Thursday, December 18, 2008

Putting Evolution to Use in the Everyday World

A very interesting article on how Evolutionary Theory is used has been posted over at Scientific American. Here's my favorite part:

Evolutionary analyses and criminal investigations hold the same goal of revealing historical events. Their fruitful combination awaited only the maturing of DNA-sequencing technology to provide large data sets, robust quantitative methods, and enlightened integration of science and the legal system.

As with many applications of evolution, the concept of molecular clocks plays a vital role. Changes in many DNA sequences occur at roughly predictable rates over time, forming the basis for molecular clocks. The clocks for two regions of DNA, however, can run at markedly different rates. In the early 1980s geneticists discovered regions of human DNA that evolve very rapidly, and scientists soon pressed these fast-evolving regions into service as genetic markers—unique identifiers of individuals, like fingerprints but with greater detail—in criminal cases and in paternity testing.
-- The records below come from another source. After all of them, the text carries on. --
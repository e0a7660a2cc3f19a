use std::sync::Arc;

use chrono::Utc;
use serde::Serialize;
use tokio::task::JoinHandle;
use uuid::Uuid;

use crate::{
    domain::*,
    error::{AppError, Result},
    notify::{resolve_emails, DispatchJob, DispatchReport, EmailMessage, Notifier, RecipientList},
    repository::{AnnouncementRepository, NotificationRecipientRepository, StudentDirectory, UserRepository},
    service::matcher,
};

pub struct AnnouncementService {
    repo: Arc<dyn AnnouncementRepository>,
    directory: Arc<dyn StudentDirectory>,
    users: Arc<dyn UserRepository>,
    recipients: Arc<dyn NotificationRecipientRepository>,
    notifier: Option<Arc<Notifier>>,
}

/// Result of a create. `dispatch` is the background email task, if one was
/// started; dropping it detaches the task.
pub struct CreatedAnnouncement {
    pub announcement: Announcement,
    pub dispatch: Option<JoinHandle<DispatchReport>>,
}

#[derive(Debug, Clone, PartialEq, Eq, Serialize)]
pub struct AudiencePreview {
    pub matched: usize,
    pub valid_emails: usize,
}

impl AnnouncementService {
    pub fn new(
        repo: Arc<dyn AnnouncementRepository>,
        directory: Arc<dyn StudentDirectory>,
        users: Arc<dyn UserRepository>,
        recipients: Arc<dyn NotificationRecipientRepository>,
        notifier: Option<Arc<Notifier>>,
    ) -> Self {
        Self { repo, directory, users, recipients, notifier }
    }

    /// Admins get every announcement; students get what their record matches.
    pub async fn list_for(&self, actor: &User) -> Result<Vec<Announcement>> {
        let announcements = self.repo.list().await?;
        if actor.is_admin() {
            return Ok(announcements);
        }

        let student = self.directory.find_student(actor.id).await?;
        Ok(matcher::visible_announcements(student.as_ref(), announcements))
    }

    /// Announcements a student cannot see are reported as not found.
    pub async fn get_for(&self, actor: &User, id: Uuid) -> Result<Announcement> {
        let announcement = self.repo.find_by_id(id).await?.ok_or_else(not_found)?;
        if actor.is_admin() {
            return Ok(announcement);
        }

        let student = self.directory.find_student(actor.id).await?;
        if matcher::is_visible(student.as_ref(), &announcement.audience) {
            Ok(announcement)
        } else {
            Err(not_found())
        }
    }

    pub async fn create(&self, actor: &User, request: CreateAnnouncementRequest) -> Result<CreatedAnnouncement> {
        ensure_admin(actor, "create")?;

        let title = required_text(request.title, "Title")?;
        let content = required_text(request.content, "Content")?;
        let audience = request.audience.normalized();
        audience.validate()?;

        let now = Utc::now();
        let announcement = self.repo.create(Announcement {
            id: Uuid::new_v4(),
            title,
            content,
            priority: request.priority,
            category: request.category
                .filter(|c| !c.trim().is_empty())
                .unwrap_or_else(|| DEFAULT_CATEGORY.to_string()),
            audience,
            created_by: Some(actor.id),
            created_at: now,
            updated_at: now,
        }).await?;

        tracing::info!(
            announcement_id = %announcement.id,
            audience = announcement.audience.mode.as_str(),
            "Announcement created"
        );

        let dispatch = if request.notify_students {
            self.start_dispatch(&announcement, request.include_admins).await
        } else {
            None
        };

        Ok(CreatedAnnouncement { announcement, dispatch })
    }

    pub async fn update(&self, actor: &User, id: Uuid, request: UpdateAnnouncementRequest) -> Result<Announcement> {
        ensure_admin(actor, "update")?;

        let mut announcement = self.repo.find_by_id(id).await?.ok_or_else(not_found)?;

        if let Some(title) = request.title {
            announcement.title = required_text(title, "Title")?;
        }
        if let Some(content) = request.content {
            announcement.content = required_text(content, "Content")?;
        }
        if let Some(priority) = request.priority {
            announcement.priority = priority;
        }
        if let Some(category) = request.category.filter(|c| !c.trim().is_empty()) {
            announcement.category = category;
        }
        if let Some(audience) = request.audience {
            let audience = audience.normalized();
            audience.validate()?;
            announcement.audience = audience;
        }
        announcement.updated_at = Utc::now();

        self.repo.update(id, announcement).await
    }

    pub async fn delete(&self, actor: &User, id: Uuid) -> Result<()> {
        ensure_admin(actor, "delete")?;

        if !self.repo.delete(id).await? {
            return Err(not_found());
        }
        tracing::info!(announcement_id = %id, "Announcement deleted");
        Ok(())
    }

    pub async fn preview_audience(&self, actor: &User, rule: AudienceRule, include_admins: bool) -> Result<AudiencePreview> {
        ensure_admin(actor, "preview")?;

        let rule = rule.normalized();
        rule.validate()?;
        let recipients = self.resolve_recipients(&rule, include_admins).await?;

        Ok(AudiencePreview {
            matched: recipients.matched,
            valid_emails: recipients.emails.len(),
        })
    }

    /// Snapshot of the directory resolved to addresses. With `include_admins`
    /// the active admin accounts and the active notification list are added.
    pub async fn resolve_recipients(&self, rule: &AudienceRule, include_admins: bool) -> Result<RecipientList> {
        let students = if rule.targets_nobody() {
            Vec::new()
        } else {
            self.directory.list_students(&rule.directory_filter()).await?
        };

        let admin_emails: Vec<String> = if include_admins {
            let mut emails: Vec<String> = self.users.list_by_role(UserRole::Admin).await?
                .into_iter()
                .filter(|u| u.is_active)
                .map(|u| u.email)
                .collect();
            emails.extend(self.recipients.active_emails().await?);
            emails
        } else {
            Vec::new()
        };

        Ok(resolve_emails(
            matcher::matching_students(rule, &students),
            &admin_emails,
            include_admins,
        ))
    }

    async fn start_dispatch(&self, announcement: &Announcement, include_admins: bool) -> Option<JoinHandle<DispatchReport>> {
        let Some(notifier) = &self.notifier else {
            tracing::warn!(announcement_id = %announcement.id, "Email is not configured; skipping announcement dispatch");
            return None;
        };

        // The announcement is already stored; failures from here on are only logged.
        let recipients = match self.resolve_recipients(&announcement.audience, include_admins).await {
            Ok(recipients) => recipients,
            Err(e) => {
                tracing::error!(announcement_id = %announcement.id, "Failed to resolve recipients: {:?}", e);
                return None;
            }
        };

        tracing::info!(
            announcement_id = %announcement.id,
            transport = notifier.transport_name(),
            matched = recipients.matched,
            valid_emails = recipients.emails.len(),
            "Queueing announcement email"
        );

        Some(notifier.spawn(DispatchJob {
            recipients,
            message: announcement_email(announcement),
        }))
    }
}

pub fn announcement_email(announcement: &Announcement) -> EmailMessage {
    let content = escape_html(&announcement.content).replace('\n', "<br>");
    EmailMessage {
        subject: format!("New announcement: {}", announcement.title),
        html_body: format!(
            "<html><body>\
             <h2>{}</h2>\
             <p>{}</p>\
             <br>\
             <p>Log in to the apprentice portal to see all announcements.</p>\
             <p>The C-CAP Team</p>\
             </body></html>",
            escape_html(&announcement.title),
            content,
        ),
    }
}

fn escape_html(text: &str) -> String {
    let mut escaped = String::with_capacity(text.len());
    for c in text.chars() {
        match c {
            '&' => escaped.push_str("&amp;"),
            '<' => escaped.push_str("&lt;"),
            '>' => escaped.push_str("&gt;"),
            '"' => escaped.push_str("&quot;"),
            '\'' => escaped.push_str("&#39;"),
            _ => escaped.push(c),
        }
    }
    escaped
}

fn ensure_admin(actor: &User, action: &str) -> Result<()> {
    if actor.is_admin() {
        Ok(())
    } else {
        Err(AppError::Forbidden(format!("Only admins can {} announcements", action)))
    }
}

fn required_text(value: String, field: &str) -> Result<String> {
    let trimmed = value.trim();
    if trimmed.is_empty() {
        return Err(AppError::BadRequest(format!("{} is required", field)));
    }
    Ok(trimmed.to_string())
}

fn not_found() -> AppError {
    AppError::NotFound("Announcement not found".to_string())
}

#[cfg(test)]
mod tests {
    use super::*;

    #[test]
    fn test_email_body_is_escaped() {
        let now = Utc::now();
        let announcement = Announcement {
            id: Uuid::new_v4(),
            title: "Knife <skills>".to_string(),
            content: "Bring aprons & towels\nSee you there".to_string(),
            priority: Priority::High,
            category: "general".to_string(),
            audience: AudienceRule::all(),
            created_by: None,
            created_at: now,
            updated_at: now,
        };

        let email = announcement_email(&announcement);
        assert_eq!(email.subject, "New announcement: Knife <skills>");
        assert!(email.html_body.contains("Knife &lt;skills&gt;"));
        assert!(email.html_body.contains("aprons &amp; towels<br>See you there"));
    }

    #[test]
    fn test_escape_html_quotes() {
        assert_eq!(
            escape_html(r#"Chef's "special" <b>"#),
            "Chef&#39;s &quot;special&quot; &lt;b&gt;"
        );
    }

    #[test]
    fn test_required_text_trims() {
        assert_eq!(required_text("  Title ".into(), "Title").unwrap(), "Title");
        assert!(matches!(required_text("   ".into(), "Title"), Err(AppError::BadRequest(_))));
    }
}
Forensic investigators assess specific genetic markers as indicators of links between suspects and crime scene evidence such as a single human hair, lip cells left on a beer can, saliva on envelope flaps and cigarette butts, as well as semen, blood, urine and feces. The most straightforward use is to demonstrate a suspect’s innocence by the nonmatching of his or her markers compared with those of crime scene evidence. Indeed, the Innocence Project, a public policy organization promoting and tracking the use of genetic markers to overturn wrongful convictions, reports that since 1989, nonmatching of genetic markers has exonerated more than 220 people, many of them convicted for rape crimes and some of them on death row.